DSCSA pilot on trading partner verification a success, says HDA

One of the pillars of the US's plans to secure its medicines supply chain is that participating players can be identified and verified, and a pilot study to achieve that has reportedly been a success.

The pilot – run by the Healthcare Distribution Alliance (HDA) and Centre for Supply Chain Studies (CSCS) – put an interoperable 'authorised trading partner' approach through its paces that its developers say could serve as a model to meet the requirements of the Drug Supply Chain Security Act (DSCSA).

According to the DSCSA, manufacturers, wholesale distributors, dispensers, and repackagers of medicines have to meet various requirements to show they have a legitimate role to play in the supply chain, including appropriate registrations or licenses.

Launched in April 2020, the pilot brought together various pharmaceutical supply chain participants, including manufacturers, a wholesale distributor and dispensers, to test the use of trading partner credentials for companies carrying out saleable returns transactions.

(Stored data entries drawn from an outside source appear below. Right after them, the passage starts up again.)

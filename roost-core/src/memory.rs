//! In-process coordination backend for tests and local development.
//!
//! [`MemoryCluster`] plays the part of the service ensemble: a node
//! namespace with session-scoped ephemeral ownership, per-parent sequential
//! suffix assignment, and one-shot existence watches. [`MemoryClient`] is a
//! session-bearing handle implementing [`CoordinationClient`], with controls
//! to suspend, resume, or expire its session the way an integration harness
//! would kill a server-side session.

use std::collections::BTreeMap;
use std::sync::{Arc, Mutex};

use async_trait::async_trait;
use tokio::sync::{broadcast, oneshot};
use tracing::{debug, trace};

use crate::client::{ConnectionEvent, CoordinationClient, CreateMode, NodeWatch, WatchEvent};
use crate::config::RetryPolicy;
use crate::error::{CoordinationError, CoordinationResult};
use crate::paths;

const EVENT_CHANNEL_CAPACITY: usize = 16;

/// Shared in-memory stand-in for the service ensemble.
#[derive(Debug, Clone, Default)]
pub struct MemoryCluster {
    inner: Arc<Mutex<ClusterState>>,
}

#[derive(Debug, Default)]
struct ClusterState {
    nodes: BTreeMap<String, NodeEntry>,
    watches: BTreeMap<String, Vec<oneshot::Sender<WatchEvent>>>,
    // per-parent counters for sequential suffix assignment
    sequences: BTreeMap<String, u64>,
}

#[derive(Debug)]
struct NodeEntry {
    data: Vec<u8>,
    // owning session for ephemeral nodes
    owner: Option<u64>,
}

impl MemoryCluster {
    pub fn new() -> Self {
        Self::default()
    }

    /// New session-bearing client with the default retry policy.
    pub fn connect(&self) -> MemoryClient {
        self.connect_with_retry(RetryPolicy::default())
    }

    /// New session-bearing client with a custom retry policy.
    pub fn connect_with_retry(&self, retry: RetryPolicy) -> MemoryClient {
        MemoryClient::new(self.clone(), retry)
    }

    /// Whether a node currently exists at `path`.
    pub fn exists(&self, path: &str) -> bool {
        self.inner
            .lock()
            .expect("memory cluster lock poisoned")
            .nodes
            .contains_key(path)
    }

    /// Payload of the node at `path`, if it exists.
    pub fn data(&self, path: &str) -> Option<Vec<u8>> {
        self.inner
            .lock()
            .expect("memory cluster lock poisoned")
            .nodes
            .get(path)
            .map(|entry| entry.data.clone())
    }

    fn create(
        &self,
        session: u64,
        path: &str,
        data: &[u8],
        mode: CreateMode,
    ) -> CoordinationResult<String> {
        paths::validate(path)?;
        let mut state = self.inner.lock().expect("memory cluster lock poisoned");
        let actual = if mode.is_sequential() {
            let counter = state.sequences.entry(paths::parent(path).to_owned()).or_default();
            let actual = format!("{path}{:010}", *counter);
            *counter += 1;
            actual
        } else {
            path.to_owned()
        };
        if state.nodes.contains_key(&actual) {
            return Err(CoordinationError::NodeExists(actual));
        }
        state.nodes.insert(
            actual.clone(),
            NodeEntry {
                data: data.to_vec(),
                owner: mode.is_ephemeral().then_some(session),
            },
        );
        Self::notify(&mut state, &actual, WatchEvent::Created);
        Ok(actual)
    }

    fn delete(&self, path: &str) -> CoordinationResult<()> {
        let mut state = self.inner.lock().expect("memory cluster lock poisoned");
        // missing node is not an error, delete is best-effort by contract
        if state.nodes.remove(path).is_some() {
            Self::notify(&mut state, path, WatchEvent::Deleted);
        }
        Ok(())
    }

    fn exists_watch(&self, path: &str) -> CoordinationResult<(bool, NodeWatch)> {
        paths::validate(path)?;
        let mut state = self.inner.lock().expect("memory cluster lock poisoned");
        let (tx, watch) = NodeWatch::channel();
        state.watches.entry(path.to_owned()).or_default().push(tx);
        Ok((state.nodes.contains_key(path), watch))
    }

    /// Remove every ephemeral node owned by `session`, firing deletion
    /// watches, the way the service reaps an expired session.
    fn expire(&self, session: u64) {
        let mut state = self.inner.lock().expect("memory cluster lock poisoned");
        let doomed: Vec<String> = state
            .nodes
            .iter()
            .filter(|(_, entry)| entry.owner == Some(session))
            .map(|(path, _)| path.clone())
            .collect();
        for path in doomed {
            state.nodes.remove(&path);
            Self::notify(&mut state, &path, WatchEvent::Deleted);
            debug!(%path, session, "reaped ephemeral of expired session");
        }
    }

    fn notify(state: &mut ClusterState, path: &str, event: WatchEvent) {
        if let Some(watchers) = state.watches.remove(path) {
            for tx in watchers {
                // receiver may already be gone
                let _ = tx.send(event);
            }
        }
    }
}

/// Session-bearing handle onto a [`MemoryCluster`].
///
/// Transient failures (calls issued while the connection is down) are
/// retried internally under the injected [`RetryPolicy`]; consumers see one
/// logical operation per call.
#[derive(Debug, Clone)]
pub struct MemoryClient {
    cluster: MemoryCluster,
    session: Arc<Mutex<SessionState>>,
    events: broadcast::Sender<ConnectionEvent>,
    retry: RetryPolicy,
}

#[derive(Debug)]
struct SessionState {
    id: u64,
    connected: bool,
}

impl MemoryClient {
    fn new(cluster: MemoryCluster, retry: RetryPolicy) -> Self {
        let (events, _) = broadcast::channel(EVENT_CHANNEL_CAPACITY);
        Self {
            cluster,
            session: Arc::new(Mutex::new(SessionState {
                id: rand::random(),
                connected: true,
            })),
            events,
            retry,
        }
    }

    /// Drop the connection without ending the session. Ephemeral nodes
    /// survive; calls fail as [`CoordinationError::NotConnected`] once the
    /// retry policy is exhausted.
    pub fn suspend(&self) {
        self.session
            .lock()
            .expect("session lock poisoned")
            .connected = false;
        let _ = self.events.send(ConnectionEvent::Suspended);
    }

    /// Re-establish the connection with the same session.
    pub fn resume(&self) {
        self.session
            .lock()
            .expect("session lock poisoned")
            .connected = true;
        let _ = self.events.send(ConnectionEvent::Reconnected);
    }

    /// Expire the session: the cluster reaps its ephemerals, then the client
    /// reconnects under a fresh session id. Subscribers observe
    /// [`ConnectionEvent::Lost`] followed by [`ConnectionEvent::Reconnected`],
    /// the way a real client rides out a server-side expiry.
    pub fn expire_session(&self) {
        let old = {
            let mut session = self.session.lock().expect("session lock poisoned");
            session.connected = false;
            session.id
        };
        self.cluster.expire(old);
        let _ = self.events.send(ConnectionEvent::Lost);
        {
            let mut session = self.session.lock().expect("session lock poisoned");
            session.id = rand::random();
            session.connected = true;
        }
        let _ = self.events.send(ConnectionEvent::Reconnected);
    }

    fn current_session(&self) -> CoordinationResult<u64> {
        let session = self.session.lock().expect("session lock poisoned");
        if session.connected {
            Ok(session.id)
        } else {
            Err(CoordinationError::NotConnected(format!(
                "session {:#x} has no live connection",
                session.id
            )))
        }
    }

    /// Wait out disconnection under the retry policy, returning the live
    /// session id or the final [`CoordinationError::NotConnected`].
    async fn session_with_retry(&self, what: &'static str) -> CoordinationResult<u64> {
        let mut attempt = 0u32;
        loop {
            match self.current_session() {
                Ok(id) => return Ok(id),
                Err(_) if attempt + 1 < self.retry.max_attempts => {
                    let delay = self.retry.delay_for(attempt);
                    trace!(what, attempt, ?delay, "disconnected, backing off before retry");
                    attempt += 1;
                    tokio::time::sleep(delay).await;
                }
                Err(err) => return Err(err),
            }
        }
    }
}

#[async_trait]
impl CoordinationClient for MemoryClient {
    async fn create_node(
        &self,
        path: &str,
        data: &[u8],
        mode: CreateMode,
    ) -> CoordinationResult<String> {
        let session = self.session_with_retry("create").await?;
        let actual = self.cluster.create(session, path, data, mode)?;
        debug!(%path, %actual, session, "created node");
        Ok(actual)
    }

    async fn delete_node(&self, path: &str) -> CoordinationResult<()> {
        self.session_with_retry("delete").await?;
        self.cluster.delete(path)
    }

    async fn exists_watch(&self, path: &str) -> CoordinationResult<(bool, NodeWatch)> {
        self.session_with_retry("exists").await?;
        self.cluster.exists_watch(path)
    }

    fn connection_events(&self) -> broadcast::Receiver<ConnectionEvent> {
        self.events.subscribe()
    }

    fn session_id(&self) -> u64 {
        self.session.lock().expect("session lock poisoned").id
    }
}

Saleable returns verification requires wholesalers and distributors to check the serialised unique identifiers of returned products before they can be placed into inventory for resale, and was due to come into force last year before the FDA delayed enforcement.

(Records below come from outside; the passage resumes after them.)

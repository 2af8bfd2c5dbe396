//! Error types for coordination service operations.
//!
//! Provides typed variants so that recipes can distinguish transient
//! connectivity failures (left to the client's retry policy) from terminal
//! conditions like session expiry or configuration mistakes.

use thiserror::Error;

/// Top-level error type for coordination operations.
#[derive(Debug, Error)]
pub enum CoordinationError {
    /// Connection or transport-level failure.
    #[error("transport error: {0}")]
    Transport(String),

    /// Operation timed out waiting for the service.
    #[error("timeout: {0}")]
    Timeout(String),

    /// The client is not currently connected.
    #[error("not connected: {0}")]
    NotConnected(String),

    /// The session has irrecoverably expired; ephemeral nodes it owned are
    /// gone and a fresh session is required.
    #[error("session expired: {0:#x}")]
    SessionExpired(u64),

    /// No node exists at the given path.
    #[error("no node at '{0}'")]
    NoNode(String),

    /// A node already exists at the given path.
    #[error("node already exists at '{0}'")]
    NodeExists(String),

    /// The path does not satisfy coordination path syntax.
    #[error("invalid path '{path}': {reason}")]
    InvalidPath { path: String, reason: &'static str },

    /// Configuration error (missing or disallowed argument).
    #[error("configuration error: {0}")]
    Config(String),
}

impl CoordinationError {
    /// Returns true if this error indicates a transient failure that may
    /// succeed on retry (transport, timeout, or a dropped connection).
    pub fn is_retryable(&self) -> bool {
        matches!(
            self,
            CoordinationError::Transport(_)
                | CoordinationError::Timeout(_)
                | CoordinationError::NotConnected(_)
        )
    }

    /// Returns true if this error marks the end of the owning session.
    pub fn is_session_expiry(&self) -> bool {
        matches!(self, CoordinationError::SessionExpired(_))
    }
}

/// Shorthand result alias for coordination operations.
pub type CoordinationResult<T> = Result<T, CoordinationError>;

#[cfg(test)]
mod tests {
    use super::*;

    #[test]
    fn test_error_classification() {
        let transport = CoordinationError::Transport("conn reset".into());
        assert!(transport.is_retryable());
        assert!(!transport.is_session_expiry());

        let timeout = CoordinationError::Timeout("deadline exceeded".into());
        assert!(timeout.is_retryable());

        let not_conn = CoordinationError::NotConnected("no conn".into());
        assert!(not_conn.is_retryable());

        let expired = CoordinationError::SessionExpired(0xdead);
        assert!(!expired.is_retryable());
        assert!(expired.is_session_expiry());

        let no_node = CoordinationError::NoNode("/a".into());
        assert!(!no_node.is_retryable());

        let exists = CoordinationError::NodeExists("/a".into());
        assert!(!exists.is_retryable());

        let bad_path = CoordinationError::InvalidPath {
            path: "a".into(),
            reason: "path must start with '/'",
        };
        assert!(!bad_path.is_retryable());

        let config = CoordinationError::Config("missing connect string".into());
        assert!(!config.is_retryable());
    }

    #[test]
    fn test_error_display() {
        let err = CoordinationError::SessionExpired(0xbeef);
        assert_eq!(format!("{err}"), "session expired: 0xbeef");

        let err = CoordinationError::InvalidPath {
            path: "foo/".into(),
            reason: "path must start with '/'",
        };
        let msg = format!("{err}");
        assert!(msg.contains("foo/"));
        assert!(msg.contains("start with"));
    }
}
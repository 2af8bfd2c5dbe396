//! # roost-core
//!
//! Client-side capability layer for session-oriented coordination services.
//!
//! This library provides:
//! - **[`CoordinationClient`]** — the async capability recipes are written
//!   against: node CRUD, one-shot existence watches, and connection-state
//!   notifications.
//! - **Typed errors** distinguishing transient connectivity failures from
//!   terminal session expiry and configuration mistakes.
//! - **Connection configuration** with a bounded-exponential-backoff retry
//!   policy that clients apply to transient call failures, so recipes never
//!   re-implement call retries.
//! - **Namespace façade** scoping all paths of an existing client under a
//!   prefix.
//! - **In-process memory backend** with real session and watch semantics for
//!   tests and local development.
//!
//! ## Design Principles
//!
//! - Recipes see one logical operation per client call; retry policy is a
//!   client concern.
//! - Session identity is diagnostics-only; correctness flows through the
//!   connection event stream and typed errors.
//! - One-shot watches are explicit: nothing re-arms behind the caller's
//!   back.

pub mod client;
pub mod config;
pub mod error;
pub mod memory;
pub mod namespace;
pub mod paths;

// Re-export key types for convenient access
pub use client::{ConnectionEvent, CoordinationClient, CreateMode, NodeWatch, WatchEvent};
pub use config::{ConnectConfig, RetryPolicy};
pub use error::{CoordinationError, CoordinationResult};
pub use memory::{MemoryClient, MemoryCluster};
pub use namespace::Namespaced;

The results apply to verifications of the authorized trading partner status for other required interactions under the DSCSA, not just saleable returns, according to the HDA.

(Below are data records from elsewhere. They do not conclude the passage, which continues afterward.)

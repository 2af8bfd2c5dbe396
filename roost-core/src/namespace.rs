//! Namespace-scoping façade over any [`CoordinationClient`].
//!
//! Shares the underlying connection but prefixes every outgoing path with a
//! namespace and strips the prefix from server-assigned paths, so callers
//! see paths relative to their own scope. Façades nest: wrapping an already
//! namespaced client appends to the existing namespace.

use std::sync::Arc;

use async_trait::async_trait;
use tokio::sync::broadcast;

use crate::client::{ConnectionEvent, CoordinationClient, CreateMode, NodeWatch};
use crate::error::CoordinationResult;
use crate::paths;

/// A client scoped under a namespace prefix.
#[derive(Debug, Clone)]
pub struct Namespaced<C> {
    inner: Arc<C>,
    prefix: String,
}

impl<C: CoordinationClient> Namespaced<C> {
    /// Scope `inner` under `namespace`, which must be a valid path. The
    /// root namespace `/` is permitted and scopes nothing.
    pub fn new(inner: Arc<C>, namespace: &str) -> CoordinationResult<Self> {
        paths::validate(namespace)?;
        Ok(Self {
            inner,
            prefix: namespace.trim_end_matches('/').to_owned(),
        })
    }

    /// The namespace this façade scopes to.
    pub fn namespace(&self) -> &str {
        if self.prefix.is_empty() {
            "/"
        } else {
            &self.prefix
        }
    }

    fn resolve(&self, path: &str) -> String {
        paths::join(&self.prefix, path)
    }

    fn relative(&self, full: &str) -> String {
        match full.strip_prefix(&self.prefix) {
            Some(rest) if rest.starts_with('/') => rest.to_owned(),
            _ => full.to_owned(),
        }
    }
}

#[async_trait]
impl<C: CoordinationClient> CoordinationClient for Namespaced<C> {
    async fn create_node(
        &self,
        path: &str,
        data: &[u8],
        mode: CreateMode,
    ) -> CoordinationResult<String> {
        let actual = self.inner.create_node(&self.resolve(path), data, mode).await?;
        Ok(self.relative(&actual))
    }

    async fn delete_node(&self, path: &str) -> CoordinationResult<()> {
        self.inner.delete_node(&self.resolve(path)).await
    }

    async fn exists_watch(&self, path: &str) -> CoordinationResult<(bool, NodeWatch)> {
        self.inner.exists_watch(&self.resolve(path)).await
    }

    fn connection_events(&self) -> broadcast::Receiver<ConnectionEvent> {
        self.inner.connection_events()
    }

    fn session_id(&self) -> u64 {
        self.inner.session_id()
    }
}
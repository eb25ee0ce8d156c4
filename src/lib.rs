pub mod config;
pub mod db;
pub mod error;
pub mod handlers;
pub mod password;
pub mod router;

pub use config::{Config, LoginMode};
pub use db::UserStore;
pub use error::AppError;
use crate::db::UserProfile;
use crate::{AppError, router::AppState};
use axum::{
    Json,
    extract::{State, rejection::JsonRejection},
    response::{IntoResponse, Response},
};
use serde::{Deserialize, Serialize};
use tracing::{debug, info};

/// Both fields optional: an absent field is a lookup that cannot match.
#[derive(Debug, Default, Deserialize)]
pub struct LoginRequest {
    pub username: Option<String>,
    pub password: Option<String>,
}

#[derive(Debug, Serialize)]
pub struct LoginResponse {
    pub message: &'static str,
    pub user: UserProfile,
}

/// POST /login -> 200 with the user (minus password) or 401.
pub async fn login(
    State(state): State<AppState>,
    payload: Result<Json<LoginRequest>, JsonRejection>,
) -> Result<Response, AppError> {
    let creds = match payload {
        Ok(Json(body)) => body,
        // Non-JSON requests carry no credentials rather than failing validation.
        Err(JsonRejection::MissingJsonContentType(_)) => {
            debug!("login body is not JSON; treating as empty");
            LoginRequest::default()
        }
        Err(rejection) => return Err(rejection.into()),
    };

    let user = state
        .store
        .authenticate(
            state.login_mode,
            creds.username.as_deref(),
            creds.password.as_deref(),
        )
        .await?
        .ok_or(AppError::InvalidCredentials)?;

    info!(id = user.id, username = %user.username, "login succeeded");
    Ok(Json(LoginResponse {
        message: "Login successful",
        user: user.into(),
    })
    .into_response())
}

Using nano-optics to create a new, highly secure brand protection solution

The project drew on technical expertise from SAP, rfxcel, Spherity and Legisym, with support from barcode standards group GS1. It found that use of an open-source technology based on W3C standards could be used to verify both direct and indirect trading partners.

It showed it was possible to establish the digital identity of a trading partner, including establishing their authorised status, exchange proof of that status with other partners, and cryptographically verify that proof. 

It also found that trading partners could securely control their digital identity – which would prevent bad actors impersonating them and breaking into the supply chain – and that a proper audit trail of partner transactions was created.

"I am sure the legislators who authored the DSCSA never could imagine how challenging it would be to determine the identity and authorisation status of trading partners in a digital eco-system," said Bob Celeste, founder of the CSCS, in a statement.

"Fortunately, the manufacturers, distributors and solution providers were successful in piloting a design that fits from a compliance, business operations and technology perspective."

Those involved with the project have now launched a group called the Open Credentialing Initiative (OCI) that will encourage the adoption of the approach tested in the pilot and develop it further.